O secretário de Relações Institucionais da Bahia, Adolpho Loyola, descartou qualquer desgaste político para o governo estadual após a permanência do ex-prefeito de Jequié, Zé Cocá, e do deputado estadual Hassan no campo da oposição. Durante agenda no município, Loyola afirmou que o diálogo mantido com as lideranças sempre teve caráter institucional e negou frustração por parte da base do governador Jerônimo Rodrigues (PT).
“Frustração nenhuma”, declarou o secretário ao comentar o desfecho das articulações políticas em Jequié. Segundo ele, tanto Hassan quanto Zé Cocá mantiveram uma relação administrativa com o governo estadual voltada às demandas da população local.

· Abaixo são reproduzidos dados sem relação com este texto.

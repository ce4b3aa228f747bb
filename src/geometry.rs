//! Board coordinates and the precomputed winning-line masks

use crate::bitboard::BitBoard;
use crate::BOARD_LENGTH;

/// A coordinate on the board
///
/// Squares are indexed row-major: the square at (row, col) has the
/// canonical index `row * BOARD_LENGTH + col`.
#[derive(Copy, Clone, Eq, PartialEq, Hash, Debug)]
pub struct Square {
    row: usize,
    col: usize,
}

impl Square {
    pub fn new(row: usize, col: usize) -> Self {
        assert!(
            row < BOARD_LENGTH && col < BOARD_LENGTH,
            "square ({}, {}) is outside the {2}x{2} board",
            row,
            col,
            BOARD_LENGTH,
        );
        Self { row, col }
    }

    pub fn from_index(index: usize) -> Self {
        assert!(
            index < BOARD_LENGTH * BOARD_LENGTH,
            "square index {} is outside the {1}x{1} board",
            index,
            BOARD_LENGTH,
        );
        Self {
            row: index / BOARD_LENGTH,
            col: index % BOARD_LENGTH,
        }
    }

    pub fn row(&self) -> usize {
        self.row
    }

    pub fn col(&self) -> usize {
        self.col
    }

    /// The square's bit position in a [`BitBoard`]
    pub fn index(&self) -> usize {
        self.row * BOARD_LENGTH + self.col
    }
}

/// The fixed shape of the board: every square and every winning line
///
/// Built once by the driver and passed by reference wherever win detection
/// or square enumeration is needed; never mutated after construction.
pub struct BoardGeometry {
    squares: Vec<Square>,
    win_masks: Vec<BitBoard>,
}

impl BoardGeometry {
    pub fn new() -> Self {
        let squares: Vec<Square> = (0..BOARD_LENGTH * BOARD_LENGTH)
            .map(Square::from_index)
            .collect();

        // N rows, N columns and the two full diagonals
        let mut win_masks = Vec::with_capacity(2 * BOARD_LENGTH + 2);
        for i in 0..BOARD_LENGTH {
            win_masks.push(BitBoard::from_squares(
                (0..BOARD_LENGTH).map(|col| Square::new(i, col)),
            ));
            win_masks.push(BitBoard::from_squares(
                (0..BOARD_LENGTH).map(|row| Square::new(row, i)),
            ));
        }
        win_masks.push(BitBoard::from_squares(
            (0..BOARD_LENGTH).map(|i| Square::new(i, i)),
        ));
        win_masks.push(BitBoard::from_squares(
            (0..BOARD_LENGTH).map(|i| Square::new(i, BOARD_LENGTH - 1 - i)),
        ));

        Self { squares, win_masks }
    }

    /// Every board square in index order
    pub fn squares(&self) -> &[Square] {
        &self.squares
    }

    /// One mask per winning line
    pub fn win_masks(&self) -> &[BitBoard] {
        &self.win_masks
    }

    /// All squares not set in `occupied`, in index order
    pub fn empty_squares<'a>(&'a self, occupied: BitBoard) -> impl Iterator<Item = Square> + 'a {
        self.squares
            .iter()
            .copied()
            .filter(move |&square| !occupied.is_occupied(square))
    }
}

impl Default for BoardGeometry {
    fn default() -> Self {
        Self::new()
    }
}
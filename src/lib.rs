//! A perfect agent for playing or analysing 'recycle' tic-tac-toe
//!
//! In this variant each side keeps at most `BOARD_LENGTH` pieces on the
//! board. Once both sides are at their limit, placing a new piece removes
//! the placing side's oldest surviving piece, and the vacated square may
//! not be reused by that same move. The agent searches the full game tree
//! to find the game-theoretic outcome of any reachable position.
//!
//! # Basic Usage
//!
//! ```
//! use recycle_ttt_ai::{solver::Solver, state::GameState};
//!
//! let mut solver = Solver::new(GameState::initial());
//! let (_winner, depth_to_mate) = solver.solve();
//!
//! assert!(depth_to_mate > 0);
//! ```

use static_assertions::*;
pub use anyhow;

pub mod bitboard;

pub mod geometry;

pub mod outcome;

pub mod state;

pub mod transposition_table;

pub mod solver;

mod test;

pub use crate::bitboard::BitBoard;
pub use crate::geometry::{BoardGeometry, Square};
pub use crate::outcome::{Outcome, Player};
pub use crate::solver::{ProgressHook, Solver};
pub use crate::state::{Cell, GameState, MoveQueue};
pub use crate::transposition_table::TranspositionTable;

/// The side length of the square game board in squares
pub const BOARD_LENGTH: usize = 3;

/// How many recent placements are tracked for recycling; each side keeps
/// at most `BOARD_LENGTH` pieces, so the shared queue holds two sides' worth
pub const QUEUE_CAPACITY: usize = 2 * BOARD_LENGTH;

// ensure that the given board fits in a u64 for the bitboard representation
const_assert!(BOARD_LENGTH * BOARD_LENGTH <= 64);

“Nós tínhamos um diálogo muito bom com o deputado Hassan, que fez parte da base do governo durante três anos e três meses, ajudou o governador Jerônimo a governar e fez várias pontes com o município”, afirmou em entrevista ao portal BMF.
Loyola ressaltou que as conversas políticas sempre estiveram relacionadas aos interesses da cidade e à busca por investimentos e ações institucionais para Jequié. “Nossa relação era pelo bem comum dos munícipes de Jequié”, disse.
Ao comentar a decisão de Zé Cocá de permanecer aliado ao grupo oposicionista, o secretário afirmou que a escolha faz parte da dinâmica política e minimizou qualquer impacto para o governo estadual.
“No final, o prefeito Zé Cocá fez a avaliação de que era melhor continuar no grupo em que está. Paciência, boa sorte para ele”, declarou.
Em outro momento da entrevista, Loyola elevou o tom ao comentar declarações do ex-prefeito de Salvador e pré-candidato ao governo da Bahia, ACM Neto (União Brasil). O secretário criticou a relação do oposicionista com lideranças políticas do interior e questionou sua capacidade de articulação popular.
“Acredito que o ex-prefeito de Salvador, que não gosta de povo, não gosta de gente, agora também não gosta de prefeito. Quero saber com quem ele vai fazer campanha”, afirmou.
O secretário também destacou que a base aliada do governador Jerônimo Rodrigues segue fortalecida no interior da Bahia, com apoio de prefeitos, vereadores, ex-prefeitos e dirigentes partidários.
“Nós temos nossos prefeitos, vereadores e lideranças marchando conosco. Isso aqui é um grupo político que vem mudando a Bahia de forma democrática”, declarou.
Loyola voltou a rebater críticas da oposição e afirmou que a articulação política do grupo governista ocorre de maneira coletiva. “Para nós, não muda nada porque a gente conhece bem quem não gosta de povo”, concluiu.